[Dataset records Boundary: Start]
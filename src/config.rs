use crate::error::{AppError, AppResult};
use serde::{Deserialize, Serialize};
use std::path::Path;

mod env;
mod loader;

pub use env::{EnvGetter, LoadOsError, env_var_name, os_env_getter};
pub use loader::Configs;

/// 默认配置文件内容，配置文件不存在时写入磁盘
pub const DEFAULT_CONFIG: &str = r#"# 服务器配置
[server]
host = "0.0.0.0"
port = 8080
# 请求体大小上限（字节）
max_body_size = 33554432

# 数据库选择（mysql/postgres/sqlite），连接参数读取同名配置段
[database]
dialect = "mysql"

# mysql 数据库配置
[mysql]
host = "127.0.0.1"
port = 3306
user = "root"
password = "123456"
db_name = "panelkit"
# 连接参数
parameters = "charset=utf8mb4"
# 最长连接复用时间(单位: 秒), 如果该值为 0, 则不限制时间
max_lifetime = 0
# 最多打开数据库的连接数量, 如果该值为 0, 则使用驱动默认值
max_open_conns = 10
# 连接池中保持的空闲连接数量, 如果该值为 0, 则不保留空闲连接
max_idle_conns = 10

# postgres 数据库配置
[postgres]
host = "127.0.0.1"
port = 5432
user = "postgres"
password = "123456"
db_name = "panelkit"
ssl_mode = "disable"
max_lifetime = 0
max_open_conns = 10
max_idle_conns = 10

# sqlite 数据库配置
[sqlite]
url = "sqlite://panelkit.db?mode=rwc"
max_lifetime = 0
max_open_conns = 1
max_idle_conns = 1

# orm 配置
[orm]
# 日志等级 1-Silent, 2-Error, 3-Warn, 4-Info
log_level = 2
# 数据库表名前缀
table_prefix = ""
# 使用单数表名
singular_table = false

# redis 数据库配置
[redis]
addr = "localhost:6379"
password = ""
db = 0

# 会话配置
[session]
# 会话存储（redis/memory）
backend = "redis"
key_prefix = "panelkit:admin:"
# 会话过期时间（秒）
expires_secs = 7200
# 携带令牌的请求头
header = "Authorization"
# 令牌加密密钥（16 或 32 位字符串）
aes_key = "0123456789abcdef"

# 文件存储配置
[storage]
# 存储后端（local/minio）
backend = "local"
dir = "uploads"
# 本地文件服务地址前缀
serve_prefix = "/files"

# MinIO 配置（storage.backend = "minio" 时生效）
[minio]
endpoint = "http://localhost:9000"
access_key = "minioadmin"
secret_key = "minioadmin"
bucket = "panelkit"

# 上传配置
[upload]
# 上传文件在表单中的字段名
post_key = "file"

# 初始管理员（用户名已存在时跳过）
[admin]
username = ""
password = ""
"#;

/// 应用程序配置
#[derive(Debug, Clone, Default, Serialize, Deserialize)]
pub struct Config {
    pub server: ServerConfig,
    pub database: DatabaseConfig,
    pub session: SessionConfig,
    pub storage: StorageConfig,
    pub upload: UploadConfig,
    pub admin: AdminConfig,
}

/// 服务器配置
#[derive(Debug, Clone, Serialize, Deserialize)]
#[serde(default)]
pub struct ServerConfig {
    pub host: String,
    pub port: u16,
    pub max_body_size: u64,
}

impl Default for ServerConfig {
    fn default() -> Self {
        Self {
            host: "0.0.0.0".to_string(),
            port: 8080,
            max_body_size: 32 * 1024 * 1024,
        }
    }
}

/// 数据库选择
#[derive(Debug, Clone, Serialize, Deserialize)]
#[serde(default)]
pub struct DatabaseConfig {
    pub dialect: String,
}

impl Default for DatabaseConfig {
    fn default() -> Self {
        Self {
            dialect: "mysql".to_string(),
        }
    }
}

/// 会话配置
#[derive(Debug, Clone, Serialize, Deserialize)]
#[serde(default)]
pub struct SessionConfig {
    pub backend: String,
    pub key_prefix: String,
    pub expires_secs: u64,
    pub header: String,
    pub aes_key: String,
}

impl Default for SessionConfig {
    fn default() -> Self {
        Self {
            backend: "redis".to_string(),
            key_prefix: "panelkit:admin:".to_string(),
            expires_secs: 7200,
            header: "Authorization".to_string(),
            aes_key: "0123456789abcdef".to_string(),
        }
    }
}

/// 文件存储配置
#[derive(Debug, Clone, Serialize, Deserialize)]
#[serde(default)]
pub struct StorageConfig {
    pub backend: String,
    pub dir: String,
    pub serve_prefix: String,
}

impl Default for StorageConfig {
    fn default() -> Self {
        Self {
            backend: "local".to_string(),
            dir: "uploads".to_string(),
            serve_prefix: "/files".to_string(),
        }
    }
}

/// MinIO配置
#[derive(Debug, Clone, Serialize, Deserialize)]
#[serde(default)]
pub struct MinioConfig {
    pub endpoint: String,
    pub access_key: String,
    pub secret_key: String,
    pub bucket: String,
}

impl Default for MinioConfig {
    fn default() -> Self {
        Self {
            endpoint: "http://localhost:9000".to_string(),
            access_key: "minioadmin".to_string(),
            secret_key: "minioadmin".to_string(),
            bucket: "panelkit".to_string(),
        }
    }
}

/// 上传配置
#[derive(Debug, Clone, Serialize, Deserialize)]
#[serde(default)]
pub struct UploadConfig {
    pub post_key: String,
}

impl Default for UploadConfig {
    fn default() -> Self {
        Self {
            post_key: "file".to_string(),
        }
    }
}

/// 初始管理员配置
#[derive(Debug, Clone, Default, Serialize, Deserialize)]
#[serde(default)]
pub struct AdminConfig {
    pub username: String,
    pub password: String,
}

impl AdminConfig {
    pub fn is_set(&self) -> bool {
        !self.username.is_empty() && !self.password.is_empty()
    }
}

impl Config {
    /// 从配置文档读取各配置段（环境变量覆盖同名键）
    pub fn from_configs(configs: &Configs) -> AppResult<Self> {
        let config = Self {
            server: configs.unmarshal_sub("server")?,
            database: configs.unmarshal_sub("database")?,
            session: configs.unmarshal_sub("session")?,
            storage: configs.unmarshal_sub("storage")?,
            upload: configs.unmarshal_sub("upload")?,
            admin: configs.unmarshal_sub("admin")?,
        };

        config.validate()?;

        Ok(config)
    }

    /// 从配置文件加载配置
    pub fn from_file<P: AsRef<Path>>(path: P) -> AppResult<(Self, Configs)> {
        let configs = Configs::unmarshal_file(path)?;
        let config = Self::from_configs(&configs)?;
        Ok((config, configs))
    }

    /// 验证配置有效性
    pub fn validate(&self) -> AppResult<()> {
        if self.server.port == 0 {
            return Err(AppError::config("服务器端口不能为0"));
        }

        if self.server.max_body_size == 0 {
            return Err(AppError::config("请求体大小上限不能为0"));
        }

        if !matches!(self.database.dialect.as_str(), "mysql" | "postgres" | "sqlite") {
            return Err(AppError::config(format!(
                "不支持的数据库类型: {}",
                self.database.dialect
            )));
        }

        if !matches!(self.session.backend.as_str(), "redis" | "memory") {
            return Err(AppError::config(format!(
                "不支持的会话存储: {}",
                self.session.backend
            )));
        }

        if self.session.header.is_empty() {
            return Err(AppError::config("令牌请求头名称不能为空"));
        }

        if self.session.expires_secs == 0 {
            return Err(AppError::config("会话过期时间不能为0"));
        }

        if !matches!(self.session.aes_key.len(), 16 | 32) {
            return Err(AppError::config("令牌加密密钥长度必须为16或32"));
        }

        if !matches!(self.storage.backend.as_str(), "local" | "minio") {
            return Err(AppError::config(format!(
                "不支持的存储后端: {}",
                self.storage.backend
            )));
        }

        if self.storage.backend == "local" && self.storage.dir.is_empty() {
            return Err(AppError::config("本地存储目录不能为空"));
        }

        if self.upload.post_key.is_empty() {
            return Err(AppError::config("上传字段名不能为空"));
        }

        Ok(())
    }

    /// 获取服务器监听地址
    pub fn server_addr(&self) -> String {
        format!("{}:{}", self.server.host, self.server.port)
    }

    /// 写入默认配置文件
    pub fn save_default<P: AsRef<Path>>(path: P) -> AppResult<()> {
        std::fs::write(path.as_ref(), DEFAULT_CONFIG)?;
        Ok(())
    }
}

#[cfg(test)]
mod tests {
    use super::*;
    use tempfile::NamedTempFile;

    #[test]
    fn test_default_config() {
        let config = Config::default();
        assert_eq!(config.server.port, 8080);
        assert_eq!(config.session.expires_secs, 7200);
        assert_eq!(config.upload.post_key, "file");
        assert!(!config.admin.is_set());
    }

    #[test]
    fn test_config_validation() {
        let mut config = Config::default();
        assert!(config.validate().is_ok());

        config.server.port = 0;
        assert!(config.validate().is_err());

        let mut config = Config::default();
        config.session.aes_key = "short".to_string();
        assert!(config.validate().is_err());

        let mut config = Config::default();
        config.database.dialect = "oracle".to_string();
        assert!(config.validate().is_err());
    }

    #[test]
    fn test_server_addr() {
        let config = Config::default();
        assert_eq!(config.server_addr(), "0.0.0.0:8080");
    }

    #[test]
    fn test_default_template_parses() {
        let configs = Configs::unmarshal_memory(DEFAULT_CONFIG).unwrap();
        let config = Config::from_configs(&configs).unwrap();

        assert_eq!(config.database.dialect, "mysql");
        assert_eq!(config.session.header, "Authorization");
        assert_eq!(config.storage.serve_prefix, "/files");
    }

    #[test]
    fn test_missing_sections_use_defaults() {
        let configs = Configs::unmarshal_memory("[server]\nport = 9000\n").unwrap();
        let config = Config::from_configs(&configs).unwrap();

        assert_eq!(config.server.port, 9000);
        assert_eq!(config.server.host, "0.0.0.0");
        assert_eq!(config.session.backend, "redis");
    }

    #[test]
    fn test_save_and_load_default() {
        let temp_file = NamedTempFile::new().unwrap();
        Config::save_default(temp_file.path()).unwrap();

        let (config, configs) = Config::from_file(temp_file.path()).unwrap();
        assert_eq!(config.server.port, 8080);
        assert!(configs.contains_key("mysql"));
    }
}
[Dataset records Boundary: End]
◆ **What is needed**:
Your task is to transcribe exactly the lines from the one with "Config::save_default(temp_file.path()).unwrap();" through the end of the data, both included, and nothing besides.

◆ **Worked solution**:
        Config::save_default(temp_file.path()).unwrap();

        let (config, configs) = Config::from_file(temp_file.path()).unwrap();
        assert_eq!(config.server.port, 8080);
        assert!(configs.contains_key("mysql"));
    }
}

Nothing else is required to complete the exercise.